I mean all the warnings, all the advice, all those things I have told my kids from my life’s lessons as a parent are things they can decide fit in their lives or not. I could have shamed them into believing them, I could have punished them and made them believe. I could have reasoned with them ( but in those rebellious teen years there wasn’t a lot of reasoning). Still they decided it was valuable to find their way by “being independent” and did things that didn’t always make sense to me. Often it led to those regrettable moments,that they had to end up dealing with personally .

So life’s lessons are the best way to learn, as it seems as though those lessons are the hardest. Mistakes we are making that can break us, can take us to a path we would never have chosen.

As I look back I have to admit that there were plenty of those decisions I made in the past. Knowing that things could be different now doesn’t change it. Knowing I didn’t always take other’s advice had its reward and its regrets.

What I have learned: One of the most important personal life’s lesson: Respect the lesson’s from the past, weigh the advice that others give you. And as I had recently posted … in the end be true to yourself (as I recently posted). Life flows on.

Within You Without You”

We were talking about the space between us all
And the people who hide themselves behind a wall of illusion
Never glimpse the truth, then it’s far too late, when they pass away
We were talking about the love we all could share
When we find it, to try our best to hold it there with our love
With our love, we could save the world, if they only knew
Try to realize it’s all within yourself
No one else can make you change
And to see you’re really only very small
And life flows on within you and without youWe were talking about the love that’s gone so cold
And the people who gain the world and lose their soul
They don’t know, they can’t see, are you one of them?

When you’ve seen beyond yourself then you may find
Peace of mind is waiting there
And the time will come when you see we’re all one
And life flows on within you and without you

Be True to Yourself

There is a very long story, from a very long time ago that I have rarely shared.

Charting The Course

Over ten years ago my first-born son left home to go out on his own. He had met someone on the Internet and became friends with her during his early teen years. When he turned 18 he decided he wanted to move away to be with her.

Perhaps a classic story of the prodigal son. Perhaps something that would have ended up on one of those hyper-active sensational TV talk shows [did I say it was a long story?]. It was painful as my wife and I and the rest of our family watched our son take what seemed a drastic 180 degree turn in his life and leave home with someone who we had never realized existed to that point.
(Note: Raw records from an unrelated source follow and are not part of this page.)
/*!
 * Common test utilities for the realign test suite
 */

use std::path::{Path, PathBuf};
use std::fs;
use anyhow::Result;
use tempfile::TempDir;

use realign::Utterance;

/// Creates a temporary directory for test files
pub fn create_temp_dir() -> Result<TempDir> {
    Ok(TempDir::new()?)
}

/// Creates a test file with the given content in the specified directory
pub fn create_test_file(dir: &Path, filename: &str, content: &str) -> Result<PathBuf> {
    let file_path = dir.join(filename);
    fs::write(&file_path, content)?;
    Ok(file_path)
}

/// Two groups of cues separated by a blank cue
pub fn sample_utterances() -> Vec<Utterance> {
    vec![
        Utterance::new("Hello world", 1),
        Utterance::new("Bye now", 1),
        Utterance::separator(),
        Utterance::new("This is the second scene.", 1),
        Utterance::new("It has three cues,", 1),
        Utterance::new("all of them short.", 1),
    ]
}

/// Translations matching `sample_utterances`, one block per group
pub fn sample_blocks() -> Vec<String> {
    vec![
        "Hola mundo adios ahora".to_string(),
        "Esta es la segunda escena. Tiene tres partes, todas ellas cortas.".to_string(),
    ]
}

/// Creates sample utterance and translation files for the file workflow
pub fn create_sample_inputs(dir: &Path) -> Result<(PathBuf, PathBuf)> {
    let utterances = serde_json::to_string_pretty(&sample_utterances())?;
    let utterances_path = create_test_file(dir, "cues.json", &utterances)?;
    let translation_path = create_test_file(dir, "cues.es.txt", &sample_blocks().join("\n\n"))?;
    Ok((utterances_path, translation_path))
}
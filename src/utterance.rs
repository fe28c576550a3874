use serde::{Deserialize, Serialize};

use crate::distribution::lines::count_lines;

// @module: Timed text segments consumed and rewritten by the distributor

// @struct: Single timed segment (one subtitle cue)
#[derive(Debug, Clone, PartialEq, Serialize, Deserialize)]
pub struct Utterance {
    // @field: Current text payload
    pub content: String,

    // @field: Display line count, 0 marks a group separator
    pub lines: usize,

    // @field: Group index, assigned by the distributor
    #[serde(default)]
    pub group: usize,

    // @field: Share of the group's original length, assigned by the distributor
    #[serde(default)]
    pub portion: f64,
}

impl Utterance {
    // @creates: Utterance with an explicit line count
    pub fn new(content: impl Into<String>, lines: usize) -> Self {
        Self {
            content: content.into(),
            lines,
            group: 0,
            portion: 0.0,
        }
    }

    // @creates: Utterance whose line count is derived from its content
    pub fn from_content(content: impl Into<String>) -> Self {
        let content = content.into();
        let lines = count_lines(&content);
        Self::new(content, lines)
    }

    // @creates: Blank utterance that closes a group
    pub fn separator() -> Self {
        Self::new(String::new(), 0)
    }

    /// Whether this utterance closes its group
    pub fn is_separator(&self) -> bool {
        self.lines == 0
    }

    /// Content length in characters
    pub fn content_len(&self) -> usize {
        self.content.chars().count()
    }
}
There were a thousand things we wanted to say to him. There still are, though I doubt he’d listen. Yet over time and a highly emotional roller coaster of feelings, he has been out of contact with our family for over 10 years.
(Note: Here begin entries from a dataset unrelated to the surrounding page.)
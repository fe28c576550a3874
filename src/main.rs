// Module-specific lints configuration
#![allow(clippy::uninlined_format_args)]

use anyhow::{Result, anyhow};
use log::{warn, LevelFilter, Log, Metadata, Record, Level, SetLoggerError};
use std::path::{Path, PathBuf};
use std::io::Write;
use clap::{Parser, ValueEnum, CommandFactory, Subcommand};
use clap_complete::{generate, Shell};

use realign::app_config::{self, Config, SentenceServiceProvider};
use realign::app_controller::Controller;
use realign::SplitStrategy;

/// CLI Wrapper for SplitStrategy to implement ValueEnum
#[derive(Debug, Clone, ValueEnum)]
enum CliSplitStrategy {
    Word,
    Sentence,
}

impl From<CliSplitStrategy> for SplitStrategy {
    fn from(cli_strategy: CliSplitStrategy) -> Self {
        match cli_strategy {
            CliSplitStrategy::Word => SplitStrategy::WordBreak,
            CliSplitStrategy::Sentence => SplitStrategy::SentenceBreak,
        }
    }
}

/// CLI Wrapper for LogLevel to implement ValueEnum
#[derive(Debug, Clone, ValueEnum)]
enum CliLogLevel {
    Error,
    Warn,
    Info,
    Debug,
    Trace,
}

impl From<CliLogLevel> for app_config::LogLevel {
    fn from(cli_level: CliLogLevel) -> Self {
        match cli_level {
            CliLogLevel::Error => app_config::LogLevel::Error,
            CliLogLevel::Warn => app_config::LogLevel::Warn,
            CliLogLevel::Info => app_config::LogLevel::Info,
            CliLogLevel::Debug => app_config::LogLevel::Debug,
            CliLogLevel::Trace => app_config::LogLevel::Trace,
        }
    }
}

#[derive(Subcommand, Debug)]
enum Commands {
    /// Spread translated text blocks over the original utterances
    Distribute(DistributeArgs),

    /// Generate shell completions for realign
    Completions {
        /// Shell to generate completions for
        #[arg(value_enum)]
        shell: Shell,
    },
}

#[derive(Parser, Debug)]
struct DistributeArgs {
    /// JSON array of utterances ({"content": .., "lines": ..})
    #[arg(short, long, value_name = "UTTERANCES_JSON")]
    utterances: PathBuf,

    /// Translated text, one block per group, blocks separated by blank lines
    #[arg(short = 'x', long, value_name = "TRANSLATION_TXT")]
    translation: PathBuf,

    /// Output file (defaults to <utterances>.realigned.json)
    #[arg(short, long)]
    output: Option<PathBuf>,

    /// Force overwrite of an existing output file
    #[arg(short, long)]
    force_overwrite: bool,

    /// Language code of the translated text (e.g., 'de', 'zh-Hans')
    #[arg(short, long)]
    language: Option<String>,

    /// Splitting strategy
    #[arg(short, long, value_enum)]
    strategy: Option<CliSplitStrategy>,

    /// Use the offline rule-based sentence breaker
    #[arg(long)]
    offline: bool,

    /// Subscription key for the Microsoft sentence service
    #[arg(long, env = "TRANSLATOR_API_KEY", hide_env_values = true)]
    api_key: Option<String>,

    /// Configuration file path
    #[arg(short, long, default_value = "conf.json")]
    config_path: String,

    /// Set logging level
    #[arg(long, value_enum)]
    log_level: Option<CliLogLevel>,
}

/// realign - spread translated text over timed segments
#[derive(Parser, Debug)]
#[command(name = "realign")]
#[command(version)]
#[command(about = "Re-align translated text to the original timed segments")]
#[command(long_about = "realign splits translated text blocks back over the utterances they were made from,
proportionally to the original lengths, cutting at word or sentence boundaries.

EXAMPLES:
    realign distribute -u cues.json -x cues.de.txt -l de --offline
    realign distribute -u cues.json -x cues.de.txt -s sentence -o out.json
    realign completions bash > realign.bash

CONFIGURATION:
    Configuration is stored in conf.json by default. You can specify a different
    config file with --config-path. If the config file doesn't exist, a default one
    will be created automatically.")]
struct CommandLineOptions {
    #[command(subcommand)]
    command: Commands,
}

// @struct: Custom logger implementation
struct CustomLogger {
    level: LevelFilter,
}

impl CustomLogger {
    // @creates: New logger with specified level
    fn new(level: LevelFilter) -> Self {
        CustomLogger { level }
    }

    // @initializes: Global logger
    fn init(level: LevelFilter) -> Result<(), SetLoggerError> {
        let logger = Box::new(CustomLogger::new(level));
        log::set_boxed_logger(logger)?;
        log::set_max_level(level);
        Ok(())
    }

    // @returns: ANSI color for log level
    fn get_color_for_level(level: Level) -> &'static str {
        match level {
            Level::Error => "\x1B[1;31m",
            Level::Warn => "\x1B[1;33m",
            Level::Info => "\x1B[1;32m",
            Level::Debug => "\x1B[1;36m",
            Level::Trace => "\x1B[1;35m",
        }
    }
}

impl Log for CustomLogger {
    fn enabled(&self, metadata: &Metadata) -> bool {
        metadata.level() <= self.level
    }

    fn log(&self, record: &Record) {
        if self.enabled(record.metadata()) {
            let now = chrono::Local::now().format("%H:%M:%S.%3f");
            let color = Self::get_color_for_level(record.level());

            let mut stderr = std::io::stderr();
            let _ = writeln!(
                stderr,
                "{}{} {:<5} {}\x1B[0m",
                color, now, record.level(), record.args()
            );
        }
    }

    fn flush(&self) {
        let _ = std::io::stderr().flush();
    }
}

#[tokio::main]
async fn main() -> Result<()> {
    // The level is lowered or raised once the config is known
    CustomLogger::init(LevelFilter::Trace)?;
    log::set_max_level(LevelFilter::Info);

    let cli = CommandLineOptions::parse();

    match cli.command {
        Commands::Completions { shell } => {
            let mut cmd = CommandLineOptions::command();
            generate(shell, &mut cmd, "realign", &mut std::io::stdout());
            Ok(())
        }
        Commands::Distribute(args) => run_distribute(args).await,
    }
}

async fn run_distribute(options: DistributeArgs) -> Result<()> {
    if let Some(cmd_log_level) = &options.log_level {
        let config_log_level: app_config::LogLevel = cmd_log_level.clone().into();
        log::set_max_level(config_log_level.to_level_filter());
    }

    let config_path = Path::new(&options.config_path);
    let mut config = if config_path.exists() {
        Config::load(config_path)?
    } else {
        warn!("Config file not found at '{}', creating default config.", options.config_path);
        let config = Config::default();
        config.save(config_path)?;
        config
    };

    // Command line options override the config file
    if let Some(language) = &options.language {
        config.language = language.clone();
    }
    if let Some(strategy) = &options.strategy {
        config.strategy = strategy.clone().into();
    }
    if options.offline {
        config.sentence_service.provider = SentenceServiceProvider::RuleBased;
    }
    if let Some(api_key) = &options.api_key {
        config.sentence_service.api_key = api_key.clone();
    }
    match &options.log_level {
        Some(log_level) => config.log_level = log_level.clone().into(),
        None => log::set_max_level(config.log_level.to_level_filter()),
    }

    if !options.utterances.is_file() {
        return Err(anyhow!("Utterances file does not exist: {:?}", options.utterances));
    }
    if !options.translation.is_file() {
        return Err(anyhow!("Translation file does not exist: {:?}", options.translation));
    }

    let output_path = options.output.clone()
        .unwrap_or_else(|| options.utterances.with_extension("realigned.json"));

    let controller = Controller::with_config(config)?;
    controller.run(&options.utterances, &options.translation, &output_path, options.force_overwrite).await
}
In reality there is only one thing to say to him. It was something that struck me the other day [another long story]. It is something I have to believe that my other three children have learned. Perhaps even because of their oldest brother, perhaps just because we had to live it with them again and again.
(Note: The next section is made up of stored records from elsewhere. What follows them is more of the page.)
mod map_ns;
mod session;
mod working_path;

pub use map_ns::MapNS;
pub use session::Session;
pub use working_path::WorkingPath;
Be true to yourself. Don’t lie to yourself, but be honest to what you know in your core are the right things to do and be.

Sure, you will make mistakes, you will find yourself doing and saying things that aren’t really part of the inner center you have come to know. But in the end, be true to who you know you are. Use compassion and forgiveness and the awareness that you are part of the human race and God’s plan for it.  Make peace with what you are. But don’t sell yourself short. You have the potential to be the person you know you could be.   I am not talking about riches, or fame.  But be the “person” that defines your spiritual inner self. God will be your guide.

So to my three wonderful kids, I give them this advice. Don’t deny it. Be true to yourself, to who you are.